» What is required: The lines from the start of the records through the one containing "pub fn frame_prompt(prompt: &str, context: &str)" are to be transcribed exactly, and nothing else.

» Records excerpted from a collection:
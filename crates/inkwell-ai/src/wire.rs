//! Request and response bodies of the supported backends.

use serde::{Deserialize, Serialize};

/// System message sent by chat backends when context accompanies the prompt.
pub const SYSTEM_PROMPT: &str = "You are a helpful code assistant. Provide concise responses.";

/// Combine the task with its context; an empty context leaves the prompt untouched.
pub fn frame_prompt(prompt: &str, context: &str) -> String {
    if context.is_empty() {
        prompt.to_string()
    } else {
        format!("Context:\n{context}\n\nTask: {prompt}")
    }
}

#[derive(Debug, Serialize)]
pub(crate) struct OllamaRequest<'a> {
    pub model: &'a str,
    pub prompt: String,
    pub stream: bool,
}

#[derive(Debug, Deserialize)]
pub(crate) struct OllamaResponse {
    #[serde(default)]
    pub response: String,
}

#[derive(Debug, Serialize)]
pub(crate) struct ChatRequest<'a> {
    pub model: &'a str,
    pub messages: Vec<ChatMessage>,
}

impl<'a> ChatRequest<'a> {
    pub fn new(model: &'a str, prompt: &str, context: &str) -> Self {
        let messages = if context.is_empty() {
            vec![ChatMessage::user(prompt.to_string())]
        } else {
            vec![
                ChatMessage {
                    role: "system",
                    content: SYSTEM_PROMPT.to_string(),
                },
                ChatMessage::user(frame_prompt(prompt, context)),
            ]
        };
        Self { model, messages }
    }
}

#[derive(Debug, Serialize)]
pub(crate) struct ChatMessage {
    pub role: &'static str,
    pub content: String,
}

impl ChatMessage {
    fn user(content: String) -> Self {
        Self {
            role: "user",
            content,
        }
    }
}

#[derive(Debug, Deserialize)]
pub(crate) struct ChatResponse {
    #[serde(default)]
    pub choices: Vec<ChatChoice>,
}

#[derive(Debug, Deserialize)]
pub(crate) struct ChatChoice {
    pub message: ChatChoiceMessage,
}

#[derive(Debug, Deserialize)]
pub(crate) struct ChatChoiceMessage {
    #[serde(default)]
    pub content: String,
}

impl ChatResponse {
    pub fn first_content(self) -> Option<String> {
        self.choices
            .into_iter()
            .next()
            .map(|choice| choice.message.content)
    }
}
//! Generation backend configuration.

use std::fmt;

use serde::{Deserialize, Serialize};

/// Default Ollama endpoint.
pub const DEFAULT_BASE_URL: &str = "http://localhost:11434";
/// Default model name.
pub const DEFAULT_MODEL: &str = "llama3.2";
/// Default request timeout in seconds.
pub const DEFAULT_TIMEOUT_SECS: u64 = 120;

/// Which HTTP backend serves generation requests.
#[derive(Debug, Clone, Copy, PartialEq, Eq, Default, Serialize, Deserialize)]
#[serde(rename_all = "lowercase")]
pub enum Provider {
    /// Local Ollama server (`/api/generate`).
    #[default]
    Ollama,
    /// OpenAI-compatible chat completions (`/v1/chat/completions`).
    OpenAi,
    /// OpenRouter chat completions (`/api/v1/chat/completions`).
    OpenRouter,
}

impl Provider {
    /// Display name used in messages.
    pub fn name(self) -> &'static str {
        match self {
            Self::Ollama => "Ollama",
            Self::OpenAi => "OpenAI",
            Self::OpenRouter => "OpenRouter",
        }
    }

    /// Request path appended to the configured base URL.
    pub fn endpoint_path(self) -> &'static str {
        match self {
            Self::Ollama => "/api/generate",
            Self::OpenAi => "/v1/chat/completions",
            Self::OpenRouter => "/api/v1/chat/completions",
        }
    }

    /// Whether the backend speaks the chat-completions message format.
    pub fn is_chat(self) -> bool {
        !matches!(self, Self::Ollama)
    }
}

impl fmt::Display for Provider {
    fn fmt(&self, f: &mut fmt::Formatter<'_>) -> fmt::Result {
        f.write_str(self.name())
    }
}

/// Settings for the generation client, as stored in the `ai` section of the config file.
#[derive(Debug, Clone, PartialEq, Eq, Serialize, Deserialize)]
#[serde(default)]
pub struct AiConfig {
    /// Generative edits are refused unless enabled.
    pub enabled: bool,
    /// Backend selection.
    pub provider: Provider,
    /// Bearer token for chat backends.
    pub api_key: String,
    /// Scheme, host and optional port of the backend.
    pub base_url: String,
    /// Model identifier sent with every request.
    pub model: String,
    /// Request timeout.
    pub timeout_secs: u64,
}

impl Default for AiConfig {
    fn default() -> Self {
        Self {
            enabled: false,
            provider: Provider::Ollama,
            api_key: String::new(),
            base_url: DEFAULT_BASE_URL.to_string(),
            model: DEFAULT_MODEL.to_string(),
            timeout_secs: DEFAULT_TIMEOUT_SECS,
        }
    }
}

impl AiConfig {
    /// Full request URL for the configured provider.
    pub fn endpoint_url(&self) -> String {
        format!(
            "{}{}",
            self.base_url.trim_end_matches('/'),
            self.provider.endpoint_path()
        )
    }
}

#[cfg(test)]
mod tests {
    use super::*;

    #[test]
    fn test_defaults_target_local_ollama() {
        let config = AiConfig::default();
        assert!(!config.enabled);
        assert_eq!(config.provider, Provider::Ollama);
        assert_eq!(config.endpoint_url(), "http://localhost:11434/api/generate");
    }

    #[test]
    fn test_endpoint_url_trims_trailing_slash() {
        let config = AiConfig {
            provider: Provider::OpenRouter,
            base_url: "https://openrouter.ai/".to_string(),
            ..AiConfig::default()
        };
        assert_eq!(
            config.endpoint_url(),
            "https://openrouter.ai/api/v1/chat/completions"
        );
    }

    #[test]
    fn test_partial_yaml_uses_defaults() {
        let config: AiConfig =
            serde_yaml::from_str("enabled: true\nprovider: openai\napi_key: sk-1\n")
                .expect("valid yaml");
        assert!(config.enabled);
        assert_eq!(config.provider, Provider::OpenAi);
        assert_eq!(config.model, DEFAULT_MODEL);
        assert_eq!(config.timeout_secs, DEFAULT_TIMEOUT_SECS);
    }

    #[test]
    fn test_unknown_provider_is_rejected() {
        let parsed: Result<AiConfig, _> = serde_yaml::from_str("provider: gemini\n");
        assert!(parsed.is_err());
    }
}
//! Generative edits.
//!
//! An external [`TextGenerator`] produces text from a prompt and a context slice; the
//! session applies the result to the document in one of three [`GenerationMode`]s as a
//! single undoable step. See [`crate::EditSession::generate`] for the state machine.

use std::collections::VecDeque;
use std::fmt;
use std::str::FromStr;

use crate::error::GenerateError;

/// Number of prompts remembered by [`PromptHistory`].
pub const PROMPT_HISTORY_LIMIT: usize = 20;

/// The text-generation capability.
///
/// Implementations own their transport; the call is synchronous and may block.
pub trait TextGenerator {
    /// Produce text for `prompt`, given `context` (selected text or the whole document).
    fn generate(&self, prompt: &str, context: &str) -> Result<String, GenerateError>;
}

impl<F> TextGenerator for F
where
    F: Fn(&str, &str) -> Result<String, GenerateError>,
{
    fn generate(&self, prompt: &str, context: &str) -> Result<String, GenerateError> {
        self(prompt, context)
    }
}

/// How a generated result is applied to the document.
#[derive(Debug, Clone, Copy, PartialEq, Eq, Default)]
pub enum GenerationMode {
    /// Insert a line feed and the result at the cursor.
    #[default]
    Insert,
    /// Replace the selection, or the whole document when nothing is selected.
    Replace,
    /// Replace the whole document regardless of selection.
    Overwrite,
}

impl GenerationMode {
    /// Lowercase name (`insert`, `replace`, `overwrite`).
    pub fn as_str(self) -> &'static str {
        match self {
            Self::Insert => "insert",
            Self::Replace => "replace",
            Self::Overwrite => "overwrite",
        }
    }
}

impl fmt::Display for GenerationMode {
    fn fmt(&self, f: &mut fmt::Formatter<'_>) -> fmt::Result {
        f.write_str(self.as_str())
    }
}

impl FromStr for GenerationMode {
    type Err = String;

    fn from_str(s: &str) -> Result<Self, Self::Err> {
        match s.trim().to_ascii_lowercase().as_str() {
            "insert" => Ok(Self::Insert),
            "replace" => Ok(Self::Replace),
            "overwrite" => Ok(Self::Overwrite),
            other => Err(format!("unknown generation mode '{other}'")),
        }
    }
}

/// Which slice of the document is sent as context.
#[derive(Debug, Clone, Copy, PartialEq, Eq)]
pub enum ContextScope {
    /// The non-empty selection.
    Selection,
    /// The whole document.
    Document,
}

impl ContextScope {
    /// Lowercase name for prompts and status messages.
    pub fn as_str(self) -> &'static str {
        match self {
            Self::Selection => "selection",
            Self::Document => "document",
        }
    }
}

/// A generative edit as requested by the user.
#[derive(Debug, Clone, PartialEq, Eq)]
pub struct GenerationRequest {
    /// User prompt; empty means "reuse the last prompt".
    pub prompt: String,
    /// How to apply the result.
    pub mode: GenerationMode,
}

impl GenerationRequest {
    /// Build a request.
    pub fn new(prompt: impl Into<String>, mode: GenerationMode) -> Self {
        Self {
            prompt: prompt.into(),
            mode,
        }
    }
}

/// What happened to a generative edit that did not fail.
#[derive(Debug, Clone, PartialEq, Eq)]
pub enum GenerationOutcome {
    /// The result was applied.
    Applied {
        /// Mode used.
        mode: GenerationMode,
        /// Context that was sent.
        scope: ContextScope,
        /// Prompt actually sent (after reusing the last one, if any).
        prompt: String,
    },
    /// Empty prompt with no previous prompt to reuse.
    Cancelled,
}

/// Last prompt plus a bounded history of accepted prompts.
#[derive(Debug, Clone, Default)]
pub struct PromptHistory {
    entries: VecDeque<String>,
    last: Option<String>,
}

impl PromptHistory {
    /// Resolve the prompt to send: a non-empty prompt as given, otherwise the last one.
    pub fn resolve(&self, prompt: &str) -> Option<String> {
        if prompt.is_empty() {
            self.last.clone()
        } else {
            Some(prompt.to_string())
        }
    }

    /// Remember an accepted prompt.
    pub fn record(&mut self, prompt: &str) {
        self.entries.push_back(prompt.to_string());
        if self.entries.len() > PROMPT_HISTORY_LIMIT {
            self.entries.pop_front();
        }
        self.last = Some(prompt.to_string());
    }

    /// The most recent prompt.
    pub fn last(&self) -> Option<&str> {
        self.last.as_deref()
    }

    /// Remembered prompts, oldest first.
    pub fn entries(&self) -> impl DoubleEndedIterator<Item = &str> + ExactSizeIterator {
        self.entries.iter().map(String::as_str)
    }

    /// Number of remembered prompts.
    pub fn len(&self) -> usize {
        self.entries.len()
    }

    /// Whether no prompt was recorded yet.
    pub fn is_empty(&self) -> bool {
        self.entries.is_empty()
    }

    /// The `back`-th most recent prompt (0 = latest), for recall while editing a prompt.
    pub fn recall(&self, back: usize) -> Option<&str> {
        self.entries
            .len()
            .checked_sub(back + 1)
            .and_then(|idx| self.entries.get(idx))
            .map(String::as_str)
    }
}
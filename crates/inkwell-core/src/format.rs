//! Whole-document reformatting for structured file types.

use crate::error::FormatError;

/// Structured formats that can be reformatted.
#[derive(Debug, Clone, Copy, PartialEq, Eq)]
pub enum FormatKind {
    /// `.json`
    Json,
    /// `.yaml` / `.yml`
    Yaml,
    /// `.hcl` / `.tf`
    Hcl,
}

impl FormatKind {
    /// Pick a formatter from a file extension (case-insensitive, without the dot).
    pub fn from_extension(ext: &str) -> Result<Self, FormatError> {
        match ext.to_ascii_lowercase().as_str() {
            "json" => Ok(Self::Json),
            "yaml" | "yml" => Ok(Self::Yaml),
            "hcl" | "tf" => Ok(Self::Hcl),
            _ => Err(FormatError::Unsupported(ext.to_string())),
        }
    }

    /// Human-readable name for status messages.
    pub fn label(self) -> &'static str {
        match self {
            Self::Json => "JSON",
            Self::Yaml => "YAML",
            Self::Hcl => "HCL",
        }
    }

    /// Reformat `text`. Key order is preserved; the output has no trailing newline.
    pub fn format(self, text: &str) -> Result<String, FormatError> {
        match self {
            Self::Json => {
                let value: serde_json::Value = serde_json::from_str(text)?;
                Ok(serde_json::to_string_pretty(&value)?)
            }
            Self::Yaml => {
                let value: serde_yaml::Value = serde_yaml::from_str(text)?;
                let out = serde_yaml::to_string(&value)?;
                Ok(out.trim_end_matches('\n').to_string())
            }
            Self::Hcl => {
                let body = hcl::parse(text)?;
                let out = hcl::format::to_string(&body)?;
                Ok(out.trim_end_matches('\n').to_string())
            }
        }
    }
}
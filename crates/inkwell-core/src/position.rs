//! Cursor coordinates.

use std::cmp::Ordering;
use std::fmt;

/// A `(row, col)` location inside a [`crate::Document`].
///
/// `row` indexes the line sequence; `col` counts code points (`char`s) into that line,
/// where `col == line length` means "at end of line".
#[derive(Debug, Clone, Copy, PartialEq, Eq, Hash, Default)]
pub struct Position {
    /// Zero-based line index.
    pub row: usize,
    /// Zero-based column in code points.
    pub col: usize,
}

impl Position {
    /// Create a new position.
    pub fn new(row: usize, col: usize) -> Self {
        Self { row, col }
    }

    /// The document origin `(0, 0)`.
    pub fn origin() -> Self {
        Self::default()
    }
}

impl Ord for Position {
    fn cmp(&self, other: &Self) -> Ordering {
        self.row
            .cmp(&other.row)
            .then_with(|| self.col.cmp(&other.col))
    }
}

impl PartialOrd for Position {
    fn partial_cmp(&self, other: &Self) -> Option<Ordering> {
        Some(self.cmp(other))
    }
}

impl fmt::Display for Position {
    fn fmt(&self, f: &mut fmt::Formatter<'_>) -> fmt::Result {
        write!(f, "{}:{}", self.row + 1, self.col + 1)
    }
}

» Solution to this exercise:
filename crates/inkwell-ai/src/wire.rs
//! Request and response bodies of the supported backends.

use serde::{Deserialize, Serialize};

/// System message sent by chat backends when context accompanies the prompt.
pub const SYSTEM_PROMPT: &str = "You are a helpful code assistant. Provide concise responses.";

/// Combine the task with its context; an empty context leaves the prompt untouched.
pub fn frame_prompt(prompt: &str, context: &str) -> String {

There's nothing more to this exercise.